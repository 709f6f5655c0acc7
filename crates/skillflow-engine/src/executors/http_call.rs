//! One-shot HTTP call action. Simpler than the REST executor: synchronous
//! request/response, no callback machinery.

use serde_json::{json, Map, Value};
use skillflow_core::paths::render_template;
use skillflow_core::ActionConfig;

use crate::context::EngineContext;
use crate::errors::{EngineError, Result};

pub async fn execute(
    ctx: &EngineContext,
    action: &ActionConfig,
    inputs: &Map<String, Value>,
) -> Result<Map<String, Value>> {
    let url_template = action
        .url
        .as_deref()
        .ok_or_else(|| EngineError::Execution("http_call action requires a 'url' field".into()))?;
    let url = render_template(url_template, inputs)?;
    let method_str = action.method.as_deref().unwrap_or("GET").to_uppercase();
    let method = reqwest::Method::from_bytes(method_str.as_bytes())
        .map_err(|_| EngineError::Execution(format!("invalid HTTP method '{method_str}'")))?;
    let send_body = matches!(method_str.as_str(), "POST" | "PUT" | "PATCH");

    tracing::debug!(method = %method_str, url = %url, "http_call");
    let mut request = ctx
        .http
        .request(method, &url)
        .timeout(std::time::Duration::from_secs_f64(action.timeout));
    for (key, value) in &action.headers {
        request = request.header(key, value);
    }
    if send_body {
        request = request.json(&Value::Object(inputs.clone()));
    }

    let response = request
        .send()
        .await
        .map_err(|e| EngineError::Execution(format!("HTTP call failed: {e}")))?;
    let status = response.status();
    if !status.is_success() {
        return Err(EngineError::Execution(format!(
            "HTTP call failed with status {status}"
        )));
    }

    let content_type = response
        .headers()
        .get(reqwest::header::CONTENT_TYPE)
        .and_then(|v| v.to_str().ok())
        .unwrap_or("")
        .to_lowercase();
    if content_type.contains("application/json") {
        let body: Value = response
            .json()
            .await
            .map_err(|e| EngineError::Execution(format!("HTTP call returned invalid JSON: {e}")))?;
        match body {
            Value::Object(map) => Ok(map),
            other => Ok(json!({"response": other}).as_object().cloned().unwrap_or_default()),
        }
    } else {
        let text = response.text().await.unwrap_or_default();
        Ok(json!({"response": text}).as_object().cloned().unwrap_or_default())
    }
}

#[cfg(test)]
mod tests {
    use super::*;
    use crate::test_support::{test_context, StaticChat};
    use axum::routing::{get, post};
    use axum::{Json, Router};

    async fn server() -> String {
        let app = Router::new()
            .route("/orders/:id", get(|| async { Json(json!({"status": "open", "total": 12.5})) }))
            .route(
                "/submit",
                post(|Json(body): Json<Value>| async move { Json(json!({"echoed": body})) }),
            )
            .route("/plain", get(|| async { "pong" }))
            .route("/missing", get(|| async { (axum::http::StatusCode::NOT_FOUND, "nope") }));
        let listener = tokio::net::TcpListener::bind("127.0.0.1:0").await.unwrap();
        let addr = listener.local_addr().unwrap();
        tokio::spawn(async move {
            axum::serve(listener, app).await.ok();
        });
        format!("http://{addr}")
    }

    fn action(url: String, method: &str) -> ActionConfig {
        serde_json::from_value(json!({"type": "http_call", "url": url, "method": method})).unwrap()
    }

    #[tokio::test]
    async fn test_get_with_templated_url() {
        let base = server().await;
        let ctx = test_context(StaticChat::silent());
        let inputs = json!({"order_id": 7}).as_object().cloned().unwrap();
        let out = execute(&ctx, &action(format!("{base}/orders/{{order_id}}"), "GET"), &inputs)
            .await
            .unwrap();
        assert_eq!(out["status"], "open");
    }

    #[tokio::test]
    async fn test_post_sends_inputs_as_body() {
        let base = server().await;
        let ctx = test_context(StaticChat::silent());
        let inputs = json!({"a": 1}).as_object().cloned().unwrap();
        let out = execute(&ctx, &action(format!("{base}/submit"), "POST"), &inputs).await.unwrap();
        assert_eq!(out["echoed"], json!({"a": 1}));
    }

    #[tokio::test]
    async fn test_plain_text_wrapped_under_response() {
        let base = server().await;
        let ctx = test_context(StaticChat::silent());
        let out = execute(&ctx, &action(format!("{base}/plain"), "GET"), &Map::new()).await.unwrap();
        assert_eq!(out["response"], "pong");
    }

    #[tokio::test]
    async fn test_error_status_fails() {
        let base = server().await;
        let ctx = test_context(StaticChat::silent());
        let err = execute(&ctx, &action(format!("{base}/missing"), "GET"), &Map::new())
            .await
            .unwrap_err();
        assert!(err.to_string().contains("404"));
    }
}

→ **WHAT YOU SHOULD DO**: Once you find the string "format" in a line of the records, copy that line.

→ **ANSWER TO THE EXERCISE**:
        .map_err(|_| EngineError::Execution(format!("invalid HTTP method '{method_str}'")))?;
        .map_err(|e| EngineError::Execution(format!("HTTP call failed: {e}")))?;
        return Err(EngineError::Execution(format!(
            .map_err(|e| EngineError::Execution(format!("HTTP call returned invalid JSON: {e}")))?;
        format!("http://{addr}")
        let out = execute(&ctx, &action(format!("{base}/orders/{{order_id}}"), "GET"), &inputs)
        let out = execute(&ctx, &action(format!("{base}/submit"), "POST"), &inputs).await.unwrap();
        let out = execute(&ctx, &action(format!("{base}/plain"), "GET"), &Map::new()).await.unwrap();
        let err = execute(&ctx, &action(format!("{base}/missing"), "GET"), &Map::new())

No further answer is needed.